В декабре 1873 года газета «Фигаро» опубликовала статью известного журналиста Фервака «Зима в Париже», где шла речь о встрече с Мане: «У входа, любезный и улыбающийся, художник поспешил нам навстречу, протягивая руку. Мы вошли в холл. Просторная комната, обшитая деревом, плафон, отделанный балками, чередующимися с кессонами сумрачных тонов. Свет, чистый, мягкий и равномерный (toujours égalé), проникал сквозь стекла окон, выходящих на площадь Европы. Железная дорога проходит совсем близко, вздымая султаны белого дыма, клубящиеся в воздухе. Постоянно сотрясаемый пол дрожит под ногами и трепещет, как палуба судна в плавании». (Стало быть, там уже тогда остро ощущалась атмосфера совершенно нового, тревожного и непривычного Парижа. Действительно, до моста Европы от мастерской около сотни метров, и непривычный еще для парижан запах дыма, угля, металла, запах железных дорог проникал во все четыре просторных окна.)

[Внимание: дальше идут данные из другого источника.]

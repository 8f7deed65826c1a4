//! Classic coding-interview exercises on in-memory structures.
//!
//! Trees and graphs live in generational arenas and refer to their nodes by
//! index handles, so there are no owning pointer chains to walk on drop.

pub mod cli;
pub mod config;
pub mod domain;
pub mod exitcode;
pub mod util;

pub use domain::{
    build_order, BinaryNode, BinaryTree, DomainError, DomainResult, Graph, GraphNode, Pyramid,
    TraversalOrder, TreeConvert,
};
use std::sync::Once;
use tracing::{debug, info};
use tracing_subscriber::{
    fmt::{self, format::FmtSpan},
    prelude::*,
    EnvFilter,
};

static TEST_SETUP: Once = Once::new();

/// Installs the test logging subscriber once per test binary.
///
/// Level comes from `RUST_LOG`, falling back to `debug`.
pub fn init_test_setup() {
    TEST_SETUP.call_once(|| {
        setup_test_logging();
        info!("Test Setup complete");
    });
}

fn setup_test_logging() {
    let env_filter = EnvFilter::try_from_default_env().unwrap_or_else(|_| EnvFilter::new("debug"));

    let subscriber = tracing_subscriber::registry().with(
        fmt::layer()
            .with_test_writer()
            .with_target(true)
            .with_thread_names(false)
            .with_span_events(FmtSpan::CLOSE)
            .with_filter(env_filter),
    );

    // Only set if we haven't already set a global subscriber
    if tracing::dispatcher::has_been_set() {
        debug!("Tracing subscriber already set");
    } else {
        subscriber.try_init().unwrap_or_else(|e| {
            eprintln!("Error: Failed to set up logging: {}", e);
        });
    }
}

#[cfg(test)]
mod tests {
    use super::*;

    #[test]
    fn test_init_test_setup() {
        init_test_setup();
        init_test_setup();
    }
}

«Дальше открывается вид на Римскую улицу с ее красивыми домиками с садами и великолепными особняками. Выше за нею, на горе, бульвар Батиньоль и сумеречное черное углубление (un enfoncement sombre et noir): это тоннель, чья темная и таинственная пасть поглощает поезда, которые исчезают в нем, издавая резкий гудок»[168]. Журналист неточен или намеренно «оживил» описание. Хотя до моста Европы действительно близко, из окон Мане его можно разглядеть с трудом. Окна выходили на улицу Санкт-Петербург и перпендикулярную ей улицу Монье (ныне улицу Берн).
Эдуар Мане. Железная дорога. 1872–1873
Фервак вспоминал и о лестнице резного дуба с позолотой, и о лоджии, скрытой занавесом из темно-красного атласа. Упоминаются и картины в мастерской, в их числе «Завтрак на траве», «Бал-маскарад в Опере». «Железная дорога» либо не была замечена, либо художник сознательно не показал ее — во всяком случае в статье о ней ничего не сказано. Примерно так же описана студия Мане в «L’Univers illustré» три года спустя: «Его мастерская велика, хорошо освещена, потолок из выступающих балок, как в средневековом жилище или в эпоху Ренессанса; балки, окрашенные в коричневый цвет, оживлены легким золотым орнаментом. Ателье самое чистое и благоустроенное из тех, что мне приходилось видеть. Здесь вовсе не пахнет революцией»[169]. Были там и камин в дубовом обрамлении, с колоннами, карнизами и пилястрами, и пышный диван, и консоль XVIII века, и даже почему-то садовая скамейка. Впрочем, один из гостей Мане признался Амбруазу Воллару, что его поразила «монашеская простота» мастерской: «Ни бесполезной мебели, ни безделушек, но поразительные этюды на стенах и на мольбертах»[170].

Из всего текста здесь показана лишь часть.